[Try it]
With the records below as your source, retype each line exactly from the top down to the line that contains "fn parse_star_expression(&mut self)", and include that line.

[Dataset content]

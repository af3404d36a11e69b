//! Expression parsing.
//!
//! # Module Structure
//!
//! - `mod.rs`: entry points and the binary operator precedence chain
//! - `operators.rs`: operator matching helpers
//! - `primary.rs`: atoms, displays, comprehensions
//! - `postfix.rs`: attribute, call and subscript trailers
//! - `strings.rs`: implicit concatenation and f-string fields

mod operators;
mod postfix;
mod primary;
mod strings;

use shroud_ir::{BoolOp, Expr, ExprContext, ExprKind, Span, TokenKind, UnaryOp};

use crate::target::set_context;
use crate::{ParseError, Parser};

impl Parser<'_> {
    /// `star_expressions`: one expression, or an unparenthesized tuple.
    pub(crate) fn parse_star_expressions(&mut self) -> Result<Expr, ParseError> {
        let first = self.parse_star_expression()?;
        if !self.check(&TokenKind::Comma) {
            return Ok(first);
        }
        let mut elts = vec![first];
        while self.eat(&TokenKind::Comma) {
            if !self.can_start_expression() {
                break;
            }
            elts.push(self.parse_star_expression()?);
        }
        Ok(tuple(elts))
    }

    /// `'*' bitwise_or | expression`
    fn parse_star_expression(&mut self) -> Result<Expr, ParseError> {
        if self.check(&TokenKind::Star) {
            self.parse_starred()
        } else {
            self.parse_expression()
        }
    }

    /// `'*' bitwise_or | named_expression`, the element form of displays.
    pub(crate) fn parse_star_named_expression(&mut self) -> Result<Expr, ParseError> {
        if self.check(&TokenKind::Star) {
            self.parse_starred()
        } else {
            self.parse_named_expression()
        }
    }

    fn parse_starred(&mut self) -> Result<Expr, ParseError> {
        let start = self.advance();
        let value = self.parse_bitor()?;
        let span = start.merge(value.span);
        Ok(Expr::new(
            ExprKind::Starred {
                value: Box::new(value),
                ctx: ExprContext::Load,
            },
            span,
        ))
    }

    /// `NAME ':=' expression | expression`
    pub(crate) fn parse_named_expression(&mut self) -> Result<Expr, ParseError> {
        if matches!(self.current_kind(), TokenKind::Name(_))
            && self.peek_kind(1) == &TokenKind::ColonEq
        {
            let (id, start) = self.expect_name()?;
            self.advance();
            let value = self.parse_expression()?;
            let span = start.merge(value.span);
            let target = Expr::new(
                ExprKind::Name {
                    id,
                    ctx: ExprContext::Store,
                },
                start,
            );
            return Ok(Expr::new(
                ExprKind::NamedExpr {
                    target: Box::new(target),
                    value: Box::new(value),
                },
                span,
            ));
        }
        self.parse_expression()
    }

    /// Parse an expression.
    ///
    /// Uses `ensure_sufficient_stack` to prevent stack overflow on deeply
    /// nested expressions.
    pub(crate) fn parse_expression(&mut self) -> Result<Expr, ParseError> {
        shroud_stack::ensure_sufficient_stack(|| self.parse_expression_inner())
    }

    /// `lambda | disjunction ['if' disjunction 'else' expression]`
    fn parse_expression_inner(&mut self) -> Result<Expr, ParseError> {
        if self.check(&TokenKind::Lambda) {
            return self.parse_lambda();
        }
        let body = self.parse_disjunction()?;
        if !self.eat(&TokenKind::If) {
            return Ok(body);
        }
        let test = self.parse_disjunction()?;
        self.expect(&TokenKind::Else, "'else'")?;
        let orelse = self.parse_expression()?;
        let span = body.span.merge(orelse.span);
        Ok(Expr::new(
            ExprKind::IfExp {
                test: Box::new(test),
                body: Box::new(body),
                orelse: Box::new(orelse),
            },
            span,
        ))
    }

    fn parse_lambda(&mut self) -> Result<Expr, ParseError> {
        let start = self.advance();
        let args = self.parse_parameters(&TokenKind::Colon, false)?;
        self.expect(&TokenKind::Colon, "':'")?;
        let body = self.parse_expression()?;
        let span = start.merge(body.span);
        Ok(Expr::new(
            ExprKind::Lambda {
                args: Box::new(args),
                body: Box::new(body),
            },
            span,
        ))
    }

    /// `'yield' 'from' expression | 'yield' [star_expressions]`
    pub(crate) fn parse_yield_expression(&mut self) -> Result<Expr, ParseError> {
        let start = self.advance();
        if self.eat(&TokenKind::From) {
            let value = self.parse_expression()?;
            let span = start.merge(value.span);
            return Ok(Expr::new(ExprKind::YieldFrom(Box::new(value)), span));
        }
        let value = if self.can_start_expression() {
            Some(Box::new(self.parse_star_expressions()?))
        } else {
            None
        };
        let span = start.merge(self.previous_span());
        Ok(Expr::new(ExprKind::Yield(value), span))
    }

    /// Disjunction: `a or b or c`.
    pub(crate) fn parse_disjunction(&mut self) -> Result<Expr, ParseError> {
        let first = self.parse_conjunction()?;
        if !self.check(&TokenKind::Or) {
            return Ok(first);
        }
        let mut values = vec![first];
        while self.eat(&TokenKind::Or) {
            values.push(self.parse_conjunction()?);
        }
        Ok(bool_op(BoolOp::Or, values))
    }

    /// Conjunction: `a and b and c`.
    fn parse_conjunction(&mut self) -> Result<Expr, ParseError> {
        let first = self.parse_inversion()?;
        if !self.check(&TokenKind::And) {
            return Ok(first);
        }
        let mut values = vec![first];
        while self.eat(&TokenKind::And) {
            values.push(self.parse_inversion()?);
        }
        Ok(bool_op(BoolOp::And, values))
    }

    /// `'not' inversion | comparison`
    fn parse_inversion(&mut self) -> Result<Expr, ParseError> {
        if self.check(&TokenKind::Not) {
            let start = self.advance();
            let operand = shroud_stack::ensure_sufficient_stack(|| self.parse_inversion())?;
            return Ok(unary(UnaryOp::Not, operand, start));
        }
        self.parse_comparison()
    }

    /// Comparison chain: `a < b <= c`, `x not in y`, `p is not q`.
    fn parse_comparison(&mut self) -> Result<Expr, ParseError> {
        let left = self.parse_bitor()?;
        let mut ops = Vec::new();
        let mut comparators = Vec::new();
        while let Some(op) = self.match_comparison_op() {
            comparators.push(self.parse_bitor()?);
            ops.push(op);
        }
        if ops.is_empty() {
            return Ok(left);
        }
        let span = left.span.merge(self.previous_span());
        Ok(Expr::new(
            ExprKind::Compare {
                left: Box::new(left),
                ops,
                comparators,
            },
            span,
        ))
    }

    /// `|`
    pub(crate) fn parse_bitor(&mut self) -> Result<Expr, ParseError> {
        let mut left = self.parse_bitxor()?;
        while self.eat(&TokenKind::Pipe) {
            let right = self.parse_bitxor()?;
            left = binary(left, shroud_ir::BinaryOp::BitOr, right);
        }
        Ok(left)
    }

    /// `^`
    fn parse_bitxor(&mut self) -> Result<Expr, ParseError> {
        let mut left = self.parse_bitand()?;
        while self.eat(&TokenKind::Caret) {
            let right = self.parse_bitand()?;
            left = binary(left, shroud_ir::BinaryOp::BitXor, right);
        }
        Ok(left)
    }

    /// `&`
    fn parse_bitand(&mut self) -> Result<Expr, ParseError> {
        let mut left = self.parse_shift()?;
        while self.eat(&TokenKind::Amp) {
            let right = self.parse_shift()?;
            left = binary(left, shroud_ir::BinaryOp::BitAnd, right);
        }
        Ok(left)
    }

    /// `<<` `>>`
    fn parse_shift(&mut self) -> Result<Expr, ParseError> {
        let mut left = self.parse_sum()?;
        while let Some(op) = self.match_shift_op() {
            self.advance();
            let right = self.parse_sum()?;
            left = binary(left, op, right);
        }
        Ok(left)
    }

    /// `+` `-`
    pub(crate) fn parse_sum(&mut self) -> Result<Expr, ParseError> {
        let mut left = self.parse_term()?;
        while let Some(op) = self.match_additive_op() {
            self.advance();
            let right = self.parse_term()?;
            left = binary(left, op, right);
        }
        Ok(left)
    }

    /// `*` `/` `//` `%` `@`
    fn parse_term(&mut self) -> Result<Expr, ParseError> {
        let mut left = self.parse_factor()?;
        while let Some(op) = self.match_multiplicative_op() {
            self.advance();
            let right = self.parse_factor()?;
            left = binary(left, op, right);
        }
        Ok(left)
    }

    /// Unary `+` `-` `~`.
    fn parse_factor(&mut self) -> Result<Expr, ParseError> {
        if let Some(op) = self.match_unary_op() {
            let start = self.advance();
            let operand = shroud_stack::ensure_sufficient_stack(|| self.parse_factor())?;
            return Ok(unary(op, operand, start));
        }
        self.parse_power()
    }

    /// `await_primary ['**' factor]`; right-associative through `factor`.
    fn parse_power(&mut self) -> Result<Expr, ParseError> {
        let base = self.parse_await_primary()?;
        if !self.eat(&TokenKind::DoubleStar) {
            return Ok(base);
        }
        let exponent = shroud_stack::ensure_sufficient_stack(|| self.parse_factor())?;
        Ok(binary(base, shroud_ir::BinaryOp::Pow, exponent))
    }

    fn parse_await_primary(&mut self) -> Result<Expr, ParseError> {
        if self.check(&TokenKind::Await) {
            let start = self.advance();
            let value = self.parse_primary()?;
            let span = start.merge(value.span);
            return Ok(Expr::new(ExprKind::Await(Box::new(value)), span));
        }
        self.parse_primary()
    }

    /// Targets of `for`, comprehensions and `del`: comma-separated
    /// `'*'? bitwise_or`, a tuple when more than one. Stops before `in`.
    pub(crate) fn parse_target_list(&mut self) -> Result<Expr, ParseError> {
        let first = self.parse_target()?;
        let mut target = if self.check(&TokenKind::Comma) {
            let mut elts = vec![first];
            while self.eat(&TokenKind::Comma) {
                if self.check(&TokenKind::In) || !self.can_start_expression() {
                    break;
                }
                elts.push(self.parse_target()?);
            }
            tuple(elts)
        } else {
            first
        };
        set_context(&mut target, ExprContext::Store)?;
        Ok(target)
    }

    /// A single target without the tuple-forming comma.
    pub(crate) fn parse_target(&mut self) -> Result<Expr, ParseError> {
        if self.check(&TokenKind::Star) {
            self.parse_starred()
        } else {
            self.parse_bitor()
        }
    }

    /// Whether the current token can begin an expression.
    pub(crate) fn can_start_expression(&self) -> bool {
        matches!(
            self.current_kind(),
            TokenKind::Name(_)
                | TokenKind::Int(_)
                | TokenKind::Float(_)
                | TokenKind::Imaginary(_)
                | TokenKind::Str(_)
                | TokenKind::Bytes(_)
                | TokenKind::FString(_)
                | TokenKind::None
                | TokenKind::True
                | TokenKind::False
                | TokenKind::Ellipsis
                | TokenKind::LParen
                | TokenKind::LBracket
                | TokenKind::LBrace
                | TokenKind::Minus
                | TokenKind::Plus
                | TokenKind::Tilde
                | TokenKind::Not
                | TokenKind::Lambda
                | TokenKind::Await
                | TokenKind::Star
        )
    }
}

fn binary(left: Expr, op: shroud_ir::BinaryOp, right: Expr) -> Expr {
    let span = left.span.merge(right.span);
    Expr::new(
        ExprKind::BinOp {
            left: Box::new(left),
            op,
            right: Box::new(right),
        },
        span,
    )
}

fn unary(op: UnaryOp, operand: Expr, start: Span) -> Expr {
    let span = start.merge(operand.span);
    Expr::new(
        ExprKind::UnaryOp {
            op,
            operand: Box::new(operand),
        },
        span,
    )
}

fn bool_op(op: BoolOp, values: Vec<Expr>) -> Expr {
    let span = match (values.first(), values.last()) {
        (Some(first), Some(last)) => first.span.merge(last.span),
        _ => Span::DUMMY,
    };
    Expr::new(ExprKind::BoolOp { op, values }, span)
}

/// Load-context tuple spanning its elements.
pub(crate) fn tuple(elts: Vec<Expr>) -> Expr {
    let span = match (elts.first(), elts.last()) {
        (Some(first), Some(last)) => first.span.merge(last.span),
        _ => Span::DUMMY,
    };
    Expr::new(
        ExprKind::Tuple {
            elts,
            ctx: ExprContext::Load,
        },
        span,
    )
}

[Solution for this task]
repository af3404d36a11e69b
//! Expression parsing.
//!
//! # Module Structure
//!
//! - `mod.rs`: entry points and the binary operator precedence chain
//! - `operators.rs`: operator matching helpers
//! - `primary.rs`: atoms, displays, comprehensions
//! - `postfix.rs`: attribute, call and subscript trailers
//! - `strings.rs`: implicit concatenation and f-string fields

mod operators;
mod postfix;
mod primary;
mod strings;

use shroud_ir::{BoolOp, Expr, ExprContext, ExprKind, Span, TokenKind, UnaryOp};

use crate::target::set_context;
use crate::{ParseError, Parser};

impl Parser<'_> {
    /// `star_expressions`: one expression, or an unparenthesized tuple.
    pub(crate) fn parse_star_expressions(&mut self) -> Result<Expr, ParseError> {
        let first = self.parse_star_expression()?;
        if !self.check(&TokenKind::Comma) {
            return Ok(first);
        }
        let mut elts = vec![first];
        while self.eat(&TokenKind::Comma) {
            if !self.can_start_expression() {
                break;
            }
            elts.push(self.parse_star_expression()?);
        }
        Ok(tuple(elts))
    }

    /// `'*' bitwise_or | expression`
    fn parse_star_expression(&mut self) -> Result<Expr, ParseError> {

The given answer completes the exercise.